WORK REQUEST
Lines from the listing below that contain the string "MessageId" are to be reported.

PROVIDED RECORDS
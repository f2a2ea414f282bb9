//! `parley delete` -- delete one message outside the chat loop.

use anyhow::{Result, bail};
use console::style;
use dialoguer::Confirm;

use parley_core::conversation::SessionRequest;
use parley_types::conversation::MessageId;

use crate::cli::chat::renderer::preview;
use crate::cli::spinner;
use crate::state::AppState;

pub async fn delete_message(
    state: &AppState,
    request: SessionRequest,
    message_id: MessageId,
    force: bool,
    json: bool,
) -> Result<()> {
    let controller = state.open_conversation(request).await?;
    let session_id = controller.session_id();

    let Some(message) = controller.messages().into_iter().find(|m| m.id == message_id) else {
        controller.close().await;
        bail!("message {message_id} not found in session {session_id}");
    };
    let removes = match message.turn_key() {
        Some(turn_id) if message.is_user() => controller
            .turn(turn_id)
            .map(|t| t.message_ids().len())
            .unwrap_or(1),
        _ => 1,
    };

    if !force && !json {
        let what = if message.is_user() {
            format!("message #{message_id} and its {} response(s)", removes - 1)
        } else {
            format!("response #{message_id}")
        };
        let confirmed = Confirm::new()
            .with_prompt(format!(
                "Delete {} ({})?",
                style(what).red().bold(),
                preview(&message.content, 40)
            ))
            .default(false)
            .interact()?;

        if !confirmed {
            println!("  Cancelled.");
            controller.close().await;
            return Ok(());
        }
    }

    let spinner = spinner(&format!("Deleting #{message_id}..."));
    let result = controller.delete_message(message_id).await;
    spinner.finish_and_clear();
    controller.close().await;
    result?;

    if json {
        println!(
            "{}",
            serde_json::json!({
                "deleted": true,
                "message_id": message_id,
                "session_id": session_id,
                "removed": removes,
            })
        );
    } else {
        println!(
            "  {} Deleted {} message(s).",
            style("✓").red().bold(),
            removes
        );
    }

    Ok(())
}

ANSWER SPACE
use parley_types::conversation::MessageId;
    message_id: MessageId,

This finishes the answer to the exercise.